[PROMPT]
Set down exactly the lines below, starting at the one that contains "response = request(&client, Request::GetPendingRecovery).await?;" and ending at the one that contains "let response = request(&client, Request::RebuildIndex).await?;", with both of those lines included and nothing else.

[Data excerpts]
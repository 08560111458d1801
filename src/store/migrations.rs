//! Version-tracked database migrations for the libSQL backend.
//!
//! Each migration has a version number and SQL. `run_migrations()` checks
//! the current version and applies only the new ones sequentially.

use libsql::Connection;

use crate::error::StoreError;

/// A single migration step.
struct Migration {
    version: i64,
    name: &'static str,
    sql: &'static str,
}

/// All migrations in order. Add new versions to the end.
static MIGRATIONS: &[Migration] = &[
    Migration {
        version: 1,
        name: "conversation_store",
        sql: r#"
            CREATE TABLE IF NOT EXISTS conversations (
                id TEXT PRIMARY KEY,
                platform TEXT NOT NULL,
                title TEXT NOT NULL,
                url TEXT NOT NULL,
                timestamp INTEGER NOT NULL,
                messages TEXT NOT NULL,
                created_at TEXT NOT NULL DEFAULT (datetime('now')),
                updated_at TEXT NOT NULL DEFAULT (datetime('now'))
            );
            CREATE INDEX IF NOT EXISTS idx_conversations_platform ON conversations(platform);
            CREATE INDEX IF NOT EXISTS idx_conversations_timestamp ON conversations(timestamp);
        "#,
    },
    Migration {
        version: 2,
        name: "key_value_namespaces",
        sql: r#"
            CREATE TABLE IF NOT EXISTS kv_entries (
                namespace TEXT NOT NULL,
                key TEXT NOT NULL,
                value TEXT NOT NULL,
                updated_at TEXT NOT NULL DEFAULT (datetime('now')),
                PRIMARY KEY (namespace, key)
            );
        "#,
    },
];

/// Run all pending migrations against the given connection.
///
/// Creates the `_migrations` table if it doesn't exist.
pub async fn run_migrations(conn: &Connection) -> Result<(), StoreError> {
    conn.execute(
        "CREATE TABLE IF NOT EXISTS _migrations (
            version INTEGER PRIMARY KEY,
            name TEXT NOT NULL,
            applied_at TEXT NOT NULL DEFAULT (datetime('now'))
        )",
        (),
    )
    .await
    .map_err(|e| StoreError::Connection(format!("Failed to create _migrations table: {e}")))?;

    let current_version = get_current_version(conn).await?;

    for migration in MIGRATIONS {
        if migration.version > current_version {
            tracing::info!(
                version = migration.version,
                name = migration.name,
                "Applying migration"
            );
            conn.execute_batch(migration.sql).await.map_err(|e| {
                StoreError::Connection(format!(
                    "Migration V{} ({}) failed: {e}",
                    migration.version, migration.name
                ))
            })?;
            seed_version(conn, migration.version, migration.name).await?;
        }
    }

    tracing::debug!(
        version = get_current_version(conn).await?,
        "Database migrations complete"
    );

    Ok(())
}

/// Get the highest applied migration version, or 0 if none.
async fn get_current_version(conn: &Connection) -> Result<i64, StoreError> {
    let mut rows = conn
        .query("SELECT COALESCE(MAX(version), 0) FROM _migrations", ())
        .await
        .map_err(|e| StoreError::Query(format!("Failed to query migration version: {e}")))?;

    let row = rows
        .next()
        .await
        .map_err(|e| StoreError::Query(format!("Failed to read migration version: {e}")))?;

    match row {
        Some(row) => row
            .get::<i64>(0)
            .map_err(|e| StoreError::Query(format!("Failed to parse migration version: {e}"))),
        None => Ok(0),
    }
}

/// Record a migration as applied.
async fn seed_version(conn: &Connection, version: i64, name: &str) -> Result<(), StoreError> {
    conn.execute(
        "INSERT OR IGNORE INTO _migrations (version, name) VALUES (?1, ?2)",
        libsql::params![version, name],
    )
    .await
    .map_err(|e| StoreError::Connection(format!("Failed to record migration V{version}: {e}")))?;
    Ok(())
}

---

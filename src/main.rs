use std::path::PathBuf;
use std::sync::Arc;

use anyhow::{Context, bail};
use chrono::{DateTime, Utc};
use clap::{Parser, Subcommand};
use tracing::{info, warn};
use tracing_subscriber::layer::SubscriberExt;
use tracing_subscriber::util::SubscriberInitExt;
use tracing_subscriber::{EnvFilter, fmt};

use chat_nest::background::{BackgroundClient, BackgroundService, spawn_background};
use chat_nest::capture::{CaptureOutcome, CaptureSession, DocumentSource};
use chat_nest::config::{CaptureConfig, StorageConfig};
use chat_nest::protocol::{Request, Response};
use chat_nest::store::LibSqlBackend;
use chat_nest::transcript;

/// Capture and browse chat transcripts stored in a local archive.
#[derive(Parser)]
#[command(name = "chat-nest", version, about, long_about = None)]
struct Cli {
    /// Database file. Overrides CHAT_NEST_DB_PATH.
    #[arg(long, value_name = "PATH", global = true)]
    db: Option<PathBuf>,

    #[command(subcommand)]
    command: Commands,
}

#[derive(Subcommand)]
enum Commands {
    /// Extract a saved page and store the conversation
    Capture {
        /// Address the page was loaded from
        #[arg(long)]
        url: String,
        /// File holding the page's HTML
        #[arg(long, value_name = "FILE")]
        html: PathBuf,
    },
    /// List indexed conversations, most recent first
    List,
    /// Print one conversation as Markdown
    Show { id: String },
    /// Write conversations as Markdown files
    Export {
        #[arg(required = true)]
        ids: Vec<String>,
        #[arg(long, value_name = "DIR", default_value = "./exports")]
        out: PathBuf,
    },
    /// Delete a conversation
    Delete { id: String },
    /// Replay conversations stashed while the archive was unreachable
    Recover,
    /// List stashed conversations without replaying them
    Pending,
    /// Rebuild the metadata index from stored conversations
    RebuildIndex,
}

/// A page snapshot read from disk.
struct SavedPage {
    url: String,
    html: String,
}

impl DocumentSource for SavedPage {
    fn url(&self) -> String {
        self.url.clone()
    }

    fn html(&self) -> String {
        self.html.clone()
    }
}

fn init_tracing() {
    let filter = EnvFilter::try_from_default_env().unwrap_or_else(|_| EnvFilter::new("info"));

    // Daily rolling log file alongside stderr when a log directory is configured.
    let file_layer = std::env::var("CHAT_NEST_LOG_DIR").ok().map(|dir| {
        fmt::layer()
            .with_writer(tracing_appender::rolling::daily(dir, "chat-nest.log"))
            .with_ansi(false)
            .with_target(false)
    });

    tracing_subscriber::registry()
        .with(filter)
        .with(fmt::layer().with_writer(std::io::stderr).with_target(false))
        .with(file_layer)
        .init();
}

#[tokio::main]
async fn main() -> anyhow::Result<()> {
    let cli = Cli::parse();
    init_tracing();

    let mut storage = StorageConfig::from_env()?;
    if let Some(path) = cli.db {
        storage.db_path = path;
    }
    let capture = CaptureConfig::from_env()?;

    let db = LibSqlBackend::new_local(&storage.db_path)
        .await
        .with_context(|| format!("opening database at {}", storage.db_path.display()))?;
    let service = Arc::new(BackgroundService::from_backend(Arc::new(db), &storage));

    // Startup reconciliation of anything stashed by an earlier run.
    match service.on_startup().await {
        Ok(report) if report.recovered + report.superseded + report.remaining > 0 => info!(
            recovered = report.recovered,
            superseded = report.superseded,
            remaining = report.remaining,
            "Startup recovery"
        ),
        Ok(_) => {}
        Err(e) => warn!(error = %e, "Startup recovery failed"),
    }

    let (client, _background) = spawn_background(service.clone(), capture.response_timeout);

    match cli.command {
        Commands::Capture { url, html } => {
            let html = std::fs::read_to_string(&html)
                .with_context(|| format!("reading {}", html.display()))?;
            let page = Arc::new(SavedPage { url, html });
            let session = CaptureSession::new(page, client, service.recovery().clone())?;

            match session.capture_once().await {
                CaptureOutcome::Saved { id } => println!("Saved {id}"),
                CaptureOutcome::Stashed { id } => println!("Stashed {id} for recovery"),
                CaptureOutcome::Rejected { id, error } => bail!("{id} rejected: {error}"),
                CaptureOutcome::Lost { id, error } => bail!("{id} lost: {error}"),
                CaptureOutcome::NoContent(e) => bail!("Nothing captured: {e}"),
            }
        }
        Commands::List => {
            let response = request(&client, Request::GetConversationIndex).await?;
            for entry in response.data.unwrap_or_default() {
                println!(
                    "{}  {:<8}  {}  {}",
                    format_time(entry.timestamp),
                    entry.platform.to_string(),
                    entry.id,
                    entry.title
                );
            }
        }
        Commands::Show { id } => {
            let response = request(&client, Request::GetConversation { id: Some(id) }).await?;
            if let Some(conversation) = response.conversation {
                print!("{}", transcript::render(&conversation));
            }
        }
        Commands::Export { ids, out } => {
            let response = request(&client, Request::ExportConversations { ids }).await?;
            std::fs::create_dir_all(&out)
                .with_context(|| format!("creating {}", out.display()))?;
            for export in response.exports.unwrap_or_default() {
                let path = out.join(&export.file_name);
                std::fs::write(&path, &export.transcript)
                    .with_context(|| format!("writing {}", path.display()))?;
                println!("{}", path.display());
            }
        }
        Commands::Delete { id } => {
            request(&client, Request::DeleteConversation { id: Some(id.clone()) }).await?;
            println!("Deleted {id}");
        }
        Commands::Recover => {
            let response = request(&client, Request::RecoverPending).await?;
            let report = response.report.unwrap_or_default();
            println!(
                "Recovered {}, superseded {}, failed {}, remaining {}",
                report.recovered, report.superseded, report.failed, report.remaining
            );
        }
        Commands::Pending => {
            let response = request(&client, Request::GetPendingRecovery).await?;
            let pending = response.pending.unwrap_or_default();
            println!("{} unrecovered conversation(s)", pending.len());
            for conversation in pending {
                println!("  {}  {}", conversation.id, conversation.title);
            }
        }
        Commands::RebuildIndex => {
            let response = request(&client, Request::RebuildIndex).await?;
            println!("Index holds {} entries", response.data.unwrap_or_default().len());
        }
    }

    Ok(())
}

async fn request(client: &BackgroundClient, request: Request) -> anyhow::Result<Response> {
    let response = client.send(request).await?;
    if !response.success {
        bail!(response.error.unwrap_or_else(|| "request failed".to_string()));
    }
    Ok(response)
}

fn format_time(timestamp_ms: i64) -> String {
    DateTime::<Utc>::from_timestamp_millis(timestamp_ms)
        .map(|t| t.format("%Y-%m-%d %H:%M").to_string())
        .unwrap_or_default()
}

[ANSWER AREA]
            let response = request(&client, Request::GetPendingRecovery).await?;
            let pending = response.pending.unwrap_or_default();
            println!("{} unrecovered conversation(s)", pending.len());
            for conversation in pending {
                println!("  {}  {}", conversation.id, conversation.title);
            }
        }
        Commands::RebuildIndex => {
            let response = request(&client, Request::RebuildIndex).await?;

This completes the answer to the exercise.